**Exercise instructions:** Write out once more the lines running from the top of the entries below to the line with "use crate::render::render_to_buffer;", both ends included.

..........

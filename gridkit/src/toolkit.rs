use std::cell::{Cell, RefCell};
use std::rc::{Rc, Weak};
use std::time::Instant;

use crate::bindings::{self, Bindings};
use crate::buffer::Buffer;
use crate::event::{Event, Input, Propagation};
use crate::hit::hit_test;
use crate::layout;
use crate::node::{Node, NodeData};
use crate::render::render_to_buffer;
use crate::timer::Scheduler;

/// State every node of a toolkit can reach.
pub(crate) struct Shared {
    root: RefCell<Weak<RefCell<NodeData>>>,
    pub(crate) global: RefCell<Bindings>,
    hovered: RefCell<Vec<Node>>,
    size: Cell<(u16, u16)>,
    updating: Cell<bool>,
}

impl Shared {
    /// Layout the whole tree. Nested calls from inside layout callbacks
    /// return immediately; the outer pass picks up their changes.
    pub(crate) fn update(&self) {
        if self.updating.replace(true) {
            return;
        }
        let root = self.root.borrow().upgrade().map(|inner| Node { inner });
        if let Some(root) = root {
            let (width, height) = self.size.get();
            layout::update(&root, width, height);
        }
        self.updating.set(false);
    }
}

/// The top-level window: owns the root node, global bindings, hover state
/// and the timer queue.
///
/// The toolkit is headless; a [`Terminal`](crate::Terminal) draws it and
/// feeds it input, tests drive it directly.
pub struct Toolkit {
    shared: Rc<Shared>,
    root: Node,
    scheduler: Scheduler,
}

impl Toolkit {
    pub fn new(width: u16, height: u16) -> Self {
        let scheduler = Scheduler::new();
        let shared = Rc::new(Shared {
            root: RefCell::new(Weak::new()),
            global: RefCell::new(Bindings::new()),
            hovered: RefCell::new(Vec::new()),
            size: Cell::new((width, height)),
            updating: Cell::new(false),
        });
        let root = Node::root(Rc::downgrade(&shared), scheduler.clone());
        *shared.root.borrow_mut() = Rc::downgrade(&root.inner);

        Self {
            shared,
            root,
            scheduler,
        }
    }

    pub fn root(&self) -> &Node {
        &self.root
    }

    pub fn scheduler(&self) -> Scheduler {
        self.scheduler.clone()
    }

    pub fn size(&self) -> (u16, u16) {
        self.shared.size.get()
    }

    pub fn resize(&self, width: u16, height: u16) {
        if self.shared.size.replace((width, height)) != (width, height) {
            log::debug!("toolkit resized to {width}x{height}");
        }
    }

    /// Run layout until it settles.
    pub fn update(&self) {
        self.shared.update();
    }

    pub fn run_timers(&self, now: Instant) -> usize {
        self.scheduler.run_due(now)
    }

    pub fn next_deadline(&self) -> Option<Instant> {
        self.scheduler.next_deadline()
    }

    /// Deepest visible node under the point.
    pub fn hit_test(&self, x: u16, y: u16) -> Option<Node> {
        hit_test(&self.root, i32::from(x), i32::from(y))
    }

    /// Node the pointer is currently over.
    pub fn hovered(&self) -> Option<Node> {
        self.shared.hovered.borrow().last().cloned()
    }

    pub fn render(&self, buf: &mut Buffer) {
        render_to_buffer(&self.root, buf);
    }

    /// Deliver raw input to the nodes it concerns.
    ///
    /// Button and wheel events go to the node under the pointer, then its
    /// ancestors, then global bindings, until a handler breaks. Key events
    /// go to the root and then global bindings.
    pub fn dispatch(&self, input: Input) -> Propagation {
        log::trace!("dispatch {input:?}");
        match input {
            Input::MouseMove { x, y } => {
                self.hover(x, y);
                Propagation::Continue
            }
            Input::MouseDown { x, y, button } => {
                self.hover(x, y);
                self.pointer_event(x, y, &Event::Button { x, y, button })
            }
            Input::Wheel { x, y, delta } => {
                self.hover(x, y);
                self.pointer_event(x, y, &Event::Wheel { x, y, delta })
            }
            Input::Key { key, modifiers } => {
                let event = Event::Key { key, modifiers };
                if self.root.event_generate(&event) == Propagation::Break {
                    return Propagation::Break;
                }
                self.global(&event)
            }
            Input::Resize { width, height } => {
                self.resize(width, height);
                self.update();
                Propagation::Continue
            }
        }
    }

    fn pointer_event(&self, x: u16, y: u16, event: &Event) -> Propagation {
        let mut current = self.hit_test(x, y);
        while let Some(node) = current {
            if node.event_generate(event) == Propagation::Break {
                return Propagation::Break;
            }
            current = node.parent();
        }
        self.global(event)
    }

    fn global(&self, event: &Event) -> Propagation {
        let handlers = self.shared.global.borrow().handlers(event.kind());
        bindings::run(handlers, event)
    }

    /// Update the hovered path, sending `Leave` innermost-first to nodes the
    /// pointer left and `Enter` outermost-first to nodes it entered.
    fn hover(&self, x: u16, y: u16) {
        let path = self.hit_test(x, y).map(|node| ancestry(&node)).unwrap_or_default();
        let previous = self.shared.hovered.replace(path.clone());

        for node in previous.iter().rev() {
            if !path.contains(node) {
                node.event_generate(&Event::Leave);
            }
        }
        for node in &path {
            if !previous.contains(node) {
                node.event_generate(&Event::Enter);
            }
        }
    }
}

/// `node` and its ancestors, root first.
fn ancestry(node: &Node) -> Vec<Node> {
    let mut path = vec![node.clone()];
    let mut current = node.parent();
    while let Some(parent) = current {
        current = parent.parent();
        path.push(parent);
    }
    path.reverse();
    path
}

..........

**Finished task:**
filename gridkit/src/toolkit.rs
use std::cell::{Cell, RefCell};
use std::rc::{Rc, Weak};
use std::time::Instant;

use crate::bindings::{self, Bindings};
use crate::buffer::Buffer;
use crate::event::{Event, Input, Propagation};
use crate::hit::hit_test;
use crate::layout;
use crate::node::{Node, NodeData};
use crate::render::render_to_buffer;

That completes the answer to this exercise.